Durant la soirée, au visage déconfit de son ami d’université, Stiles comprit que Flynn ne faisait pas partie de ses meilleurs amis. D'ailleurs, son coéquipier les avait laissé plusieurs minutes pour fumer : « Seulement dans les bars pour avoir plus de chance de conclure » avait-il expliqué. Stan en avait profité pour parler avec Stiles de sujets qui fâchent. Comme moyen de défense, le jeune homme portait une pinte de bière à ses lèvres et faisait mine de ne pas écouter son ami. L'agent du FBI n'avait pas dit son dernier mot, il se posta à ses côtés et le fixa.

- Tu sais que Derek ne serait sûrement pas content de te voir comme ça, Stiles.

- Bien fait pour lui.

- Je sais qu'il a oublié votre anniversaire mais…

- Je ne veux pas en parler, s'il te plaît. Ça me fait mal.

- P'tit génie, tu sais que je suis de ton côté hein ? Mais tu déconnes là. C'est ton homme, il y a des choses qu'il est en droit de savoir…

Heureusement, Flynn ne mit pas longtemps avant de revenir sous le regard désabusé de Stan. Stiles riait aux éclats devant leurs échanges verbaux, c'était un spectacle particulièrement intéressant. Plusieurs fois, il croisa les beaux bleus de Stan. Ils étaient remplis de tendresse face à lui, mais d'une froideur implacable lorsqu'ils lorgnaient Flynn. Bien qu'une certaine rivalité s'était installée entre eux, vers la fin, Flynn paraissait fortement apprécier l'agent du FBI. Il s'était rapproché de lui et le taquinait avec amusement. Stan arborait un sourire commercial, cependant Stiles remarqua que sa main restait crispée sur son verre. La nuit bien entamée, les amis décidèrent qu’il était temps de se séparer. Stan négocia longtemps pour être le chauffeur de Stiles, finalement, il eut gain de cause. N'ayant que très peu consommé d'alcool, il s'autorisa à prendre son véhicule. Il avait déposé Stiles sur le siège passager et lui s'était installé derrière le volant. Durant le trajet, le jeune homme répétait « Derek », « Sourwolf » et « Stupide loup » un nombre incalculable de fois. À chaque fois, Stan lui avait répondu qu'ils allaient bientôt être réunis.

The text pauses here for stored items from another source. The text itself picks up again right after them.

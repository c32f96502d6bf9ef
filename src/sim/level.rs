/// Level generator.
///
/// Builds a playable board from a small preset: fixed frame first
/// (goals in the bottom corners, gates beside them, the two switches),
/// then randomized placement over shuffled candidate pools. Order
/// matters: each step only sees cells the earlier steps left as plain
/// Rock, so dew clusters claim ground before suns, suns before dry
/// tiles, and so on.
///
/// Pool exhaustion is tolerated everywhere: a preset asking for more of
/// something than the interior can hold simply gets less. Never an error.

use rand::seq::SliceRandom;
use rand::Rng;

use crate::domain::grid::{Grid, HEIGHT, WIDTH};
use crate::domain::tile::TileKind;
use super::session::LevelSession;

/// Static generation parameters for one level.
#[derive(Clone, Copy, Debug)]
pub struct LevelPreset {
    pub name: &'static str,
    pub dew: usize,
    pub sun: usize,
    pub dry: usize,
    pub bounce: usize,
    pub spike: usize,
}

pub const PRESETS: &[LevelPreset] = &[
    LevelPreset { name: "Tutorial Field", dew: 3, sun: 5, dry: 3, bounce: 2, spike: 0 },
    LevelPreset { name: "Valley Slide", dew: 4, sun: 5, dry: 4, bounce: 3, spike: 1 },
    LevelPreset { name: "Labyrinth Glen", dew: 5, sun: 6, dry: 5, bounce: 4, spike: 2 },
];

/// Fraction of all cells that must end up "active" (non-plain-Rock).
const DENSITY_FLOOR: f32 = 0.5;

/// Load one of the built-in levels (index clamped to the last preset).
pub fn load_level(session: &mut LevelSession, index: usize, rng: &mut impl Rng) {
    let idx = index.min(PRESETS.len() - 1);
    load_preset(session, idx, &PRESETS[idx], rng);
}

pub fn load_preset(session: &mut LevelSession, index: usize, preset: &LevelPreset, rng: &mut impl Rng) {
    session.reset_board(index, preset.name);
    let pulse_until = session.now() + session.config.timing.dew_pulse_ms;

    // Two dew clusters split the target roughly in half.
    let half = preset.dew / 2;
    place_cluster(&mut session.grid, half.max(1), Region::Right, pulse_until, rng);
    place_cluster(&mut session.grid, preset.dew.saturating_sub(half), Region::Mid, pulse_until, rng);

    // Top up stragglers anywhere in the open interior.
    let mut placed = session.grid.count_dew();
    let mut pool = open_interior(&session.grid);
    pool.shuffle(rng);
    while placed < preset.dew {
        let Some((x, y)) = pool.pop() else { break };
        if let Some(tile) = session.grid.get_mut(x, y) {
            tile.dew = true;
            tile.dew_pulse_until = pulse_until;
        }
        placed += 1;
    }

    // Sun tiles, with the per-level floor applied.
    let sun_target = preset.sun.max(session.config.rules.min_sun_tiles);
    let mut pool = open_interior(&session.grid);
    pool.shuffle(rng);
    for _ in 0..sun_target {
        let Some((x, y)) = pool.pop() else { break };
        if let Some(tile) = session.grid.get_mut(x, y) {
            tile.kind = TileKind::Sun;
        }
    }

    // Dry tiles.
    let mut pool = open_interior(&session.grid);
    pool.shuffle(rng);
    for _ in 0..preset.dry {
        let Some((x, y)) = pool.pop() else { break };
        if let Some(tile) = session.grid.get_mut(x, y) {
            tile.kind = TileKind::Dry;
        }
    }

    // Bounce and spike modifiers draw from one shared pool.
    let mut pool = open_interior(&session.grid);
    pool.shuffle(rng);
    for _ in 0..preset.bounce {
        let Some((x, y)) = pool.pop() else { break };
        if let Some(tile) = session.grid.get_mut(x, y) {
            tile.bounce = true;
        }
    }
    for _ in 0..preset.spike {
        let Some((x, y)) = pool.pop() else { break };
        if let Some(tile) = session.grid.get_mut(x, y) {
            tile.spike = true;
        }
    }

    densify(session);

    session.dew_remaining = session.grid.count_dew();
    session.initial_dew = preset.dew;
}

enum Region {
    Mid,
    Right,
}

/// Scatter up to `count` dew drops over a 5x5 neighborhood around the
/// region's anchor, on cells still plain Rock. Returns how many landed.
fn place_cluster(
    grid: &mut Grid,
    count: usize,
    region: Region,
    pulse_until: u64,
    rng: &mut impl Rng,
) -> usize {
    let cx = match region {
        Region::Right => (WIDTH as f32 * 0.75) as i32,
        Region::Mid => WIDTH / 2,
    };
    let cy = HEIGHT / 2;

    let mut cells = Vec::new();
    for dy in -2..=2 {
        for dx in -2..=2 {
            let (x, y) = (cx + dx, cy + dy);
            if x > 0 && x < WIDTH - 1 && y > 0 && y < HEIGHT - 1 {
                cells.push((x, y));
            }
        }
    }
    cells.shuffle(rng);

    let mut placed = 0;
    for (x, y) in cells {
        if placed >= count {
            break;
        }
        if let Some(tile) = grid.get_mut(x, y) {
            if tile.kind == TileKind::Rock && !tile.dew {
                tile.dew = true;
                tile.dew_pulse_until = pulse_until;
                placed += 1;
            }
        }
    }
    placed
}

/// Interior cells still available to the generator: plain Rock, no dew.
fn open_interior(grid: &Grid) -> Vec<(i32, i32)> {
    let mut pool = Vec::new();
    for y in 1..HEIGHT - 1 {
        for x in 1..WIDTH - 1 {
            let t = grid.get(x, y);
            if t.kind == TileKind::Rock && !t.dew {
                pool.push((x, y));
            }
        }
    }
    pool
}

/// Convert plain Rock to Dry, in row order and skipping the switch
/// cells, until at least half the board is active. Keeps sparse presets
/// from producing a featureless level.
fn densify(session: &mut LevelSession) {
    let min_active = ((WIDTH * HEIGHT) as f32 * DENSITY_FLOOR).ceil() as usize;
    let mut active = session.grid.count_active();
    let switch_cells = [
        (session.switch_l.x, session.switch_l.y),
        (session.switch_t.x, session.switch_t.y),
    ];

    'scan: for y in 0..HEIGHT {
        for x in 0..WIDTH {
            if active >= min_active {
                break 'scan;
            }
            if switch_cells.contains(&(x, y)) {
                continue;
            }
            let t = session.grid.get(x, y);
            if t.kind == TileKind::Rock && !t.dew {
                if let Some(tile) = session.grid.get_mut(x, y) {
                    tile.kind = TileKind::Dry;
                }
                active += 1;
            }
        }
    }
}

// ══════════════════════════════════════════════════════════════
// Unit tests
// ══════════════════════════════════════════════════════════════

#[cfg(test)]
mod tests {
    use super::*;
    use crate::config::GameConfig;
    use crate::sim::session::{MIMOSA_SPAWN, MOSS_SPAWN, Phase};
    use rand::rngs::StdRng;
    use rand::SeedableRng;

    fn generate(index: usize, seed: u64) -> LevelSession {
        let mut s = LevelSession::new(GameConfig::default());
        let mut rng = StdRng::seed_from_u64(seed);
        load_level(&mut s, index, &mut rng);
        s
    }

    fn count_kind(s: &LevelSession, kind: TileKind) -> usize {
        let mut n = 0;
        for y in 0..HEIGHT {
            for x in 0..WIDTH {
                if s.grid.get(x, y).kind == kind {
                    n += 1;
                }
            }
        }
        n
    }

    #[test]
    fn dew_count_matches_preset_and_counter() {
        for (i, preset) in PRESETS.iter().enumerate() {
            for seed in 0..5 {
                let s = generate(i, seed);
                assert_eq!(s.grid.count_dew(), preset.dew, "level {i} seed {seed}");
                assert_eq!(s.dew_remaining, preset.dew);
                assert_eq!(s.initial_dew, preset.dew);
            }
        }
    }

    #[test]
    fn every_level_has_at_least_five_suns() {
        for i in 0..PRESETS.len() {
            for seed in 0..5 {
                let s = generate(i, seed);
                assert!(count_kind(&s, TileKind::Sun) >= 5, "level {i} seed {seed}");
            }
        }
    }

    #[test]
    fn sun_floor_applies_to_sparse_presets() {
        let preset = LevelPreset { name: "Bare", dew: 0, sun: 0, dry: 0, bounce: 0, spike: 0 };
        let mut s = LevelSession::new(GameConfig::default());
        let mut rng = StdRng::seed_from_u64(1);
        load_preset(&mut s, 0, &preset, &mut rng);
        assert!(count_kind(&s, TileKind::Sun) >= 5);
    }

    #[test]
    fn exactly_one_goal_tile_each() {
        for seed in 0..5 {
            let s = generate(0, seed);
            assert_eq!(count_kind(&s, TileKind::GoalA), 1);
            assert_eq!(count_kind(&s, TileKind::GoalB), 1);
            assert_eq!(s.grid.get(0, HEIGHT - 1).kind, TileKind::GoalA);
            assert_eq!(s.grid.get(WIDTH - 1, HEIGHT - 1).kind, TileKind::GoalB);
        }
    }

    #[test]
    fn frame_layout_is_fixed() {
        let s = generate(1, 9);
        assert_eq!((s.gate_a.x, s.gate_a.y), (1, HEIGHT - 1));
        assert_eq!((s.gate_b.x, s.gate_b.y), (WIDTH - 2, HEIGHT - 1));
        assert!(!s.gate_a.open && !s.gate_b.open);
        assert!(!s.switch_t.active && !s.switch_l.active);
        // Reference geometry for an 11x9 board.
        assert_eq!((s.switch_l.x, s.switch_l.y), (2, 4));
        assert_eq!((s.switch_t.x, s.switch_t.y), (8, 3));
        assert!(s.mimosa.at(MIMOSA_SPAWN.0, MIMOSA_SPAWN.1));
        assert!(s.moss.at(MOSS_SPAWN.0, MOSS_SPAWN.1));
        assert_eq!(s.phase, Phase::Ready);
        assert!(s.danger.is_none());
    }

    #[test]
    fn modifier_counts_match_preset() {
        for (i, preset) in PRESETS.iter().enumerate() {
            let s = generate(i, 3);
            let mut bounce = 0;
            let mut spike = 0;
            for y in 0..HEIGHT {
                for x in 0..WIDTH {
                    let t = s.grid.get(x, y);
                    if t.bounce {
                        bounce += 1;
                    }
                    if t.spike {
                        spike += 1;
                    }
                }
            }
            assert_eq!(bounce, preset.bounce, "level {i}");
            assert_eq!(spike, preset.spike, "level {i}");
        }
    }

    #[test]
    fn density_floor_holds() {
        for i in 0..PRESETS.len() {
            for seed in 0..5 {
                let s = generate(i, seed);
                let min_active = ((WIDTH * HEIGHT) as f32 * 0.5).ceil() as usize;
                assert!(s.grid.count_active() >= min_active, "level {i} seed {seed}");
            }
        }
    }

    #[test]
    fn switch_cells_survive_densification() {
        // Densify fills a sparse board heavily; the switch cells must
        // stay plain so they read as switches, not hazards.
        let preset = LevelPreset { name: "Bare", dew: 0, sun: 0, dry: 0, bounce: 0, spike: 0 };
        let mut s = LevelSession::new(GameConfig::default());
        let mut rng = StdRng::seed_from_u64(2);
        load_preset(&mut s, 0, &preset, &mut rng);
        // The switches may coincide with sun placement in general, but
        // densification itself never converts them to Dry.
        for &(x, y) in &[(s.switch_l.x, s.switch_l.y), (s.switch_t.x, s.switch_t.y)] {
            let k = s.grid.get(x, y).kind;
            assert_ne!(k, TileKind::Dry, "switch cell at ({x},{y}) was densified");
        }
    }

    #[test]
    fn same_seed_same_board() {
        let a = generate(2, 1234);
        let b = generate(2, 1234);
        assert_eq!(a.grid, b.grid);
    }

    #[test]
    fn different_seeds_usually_differ() {
        let a = generate(2, 1);
        let b = generate(2, 2);
        assert_ne!(a.grid, b.grid);
    }

    #[test]
    fn oversized_preset_degrades_without_error() {
        let preset = LevelPreset { name: "Flood", dew: 500, sun: 200, dry: 200, bounce: 50, spike: 50 };
        let mut s = LevelSession::new(GameConfig::default());
        let mut rng = StdRng::seed_from_u64(5);
        load_preset(&mut s, 0, &preset, &mut rng);
        // Interior is 9x7 = 63 cells; everything saturates below target.
        assert!(s.grid.count_dew() <= 63);
        assert_eq!(s.dew_remaining, s.grid.count_dew());
        assert!(s.dew_remaining < preset.dew);
    }

    #[test]
    fn clamped_index_loads_last_preset() {
        let s = generate(99, 0);
        assert_eq!(s.level_name, PRESETS.last().unwrap().name);
    }

    #[test]
    fn dew_pulse_deadline_is_set_on_spawned_dew() {
        let s = generate(0, 8);
        for y in 0..HEIGHT {
            for x in 0..WIDTH {
                let t = s.grid.get(x, y);
                if t.dew {
                    assert!(t.dew_pulse_until > 0);
                }
            }
        }
    }
}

La voiture s'arrêta, Stiles se retrouva coller à son ami pour pouvoir pénétrer dans le loft. Il avait du mal à tenir sur ses jambes et la situation lui parut extrêmement comique. Ils passèrent un couloir, puis une porte et deux voix s'étaient ensuite élevées, dont une qu'il aimait particulièrement. Profonde et grave, elle était enveloppante. Ce doux son se rapprocha de lui et un bras puissant le soutint. Même dans son état si pitoyable, Stiles le reconnaissait, il s'agissait de son compagnon. Alors, se sachant en sécurité, il se laissa totalement faire. Plusieurs minutes après, il avait été allongé dans le lit et avait lancé au hasard un « Derek » et un « fatigué », c'était les deux seules choses qu'il avait réussi à articuler. Un contact chaud sur ses cheveux et la porte se refermait. Il était plongé dans le noir, écoutant la mélodie des deux hommes qui parlaient en bas.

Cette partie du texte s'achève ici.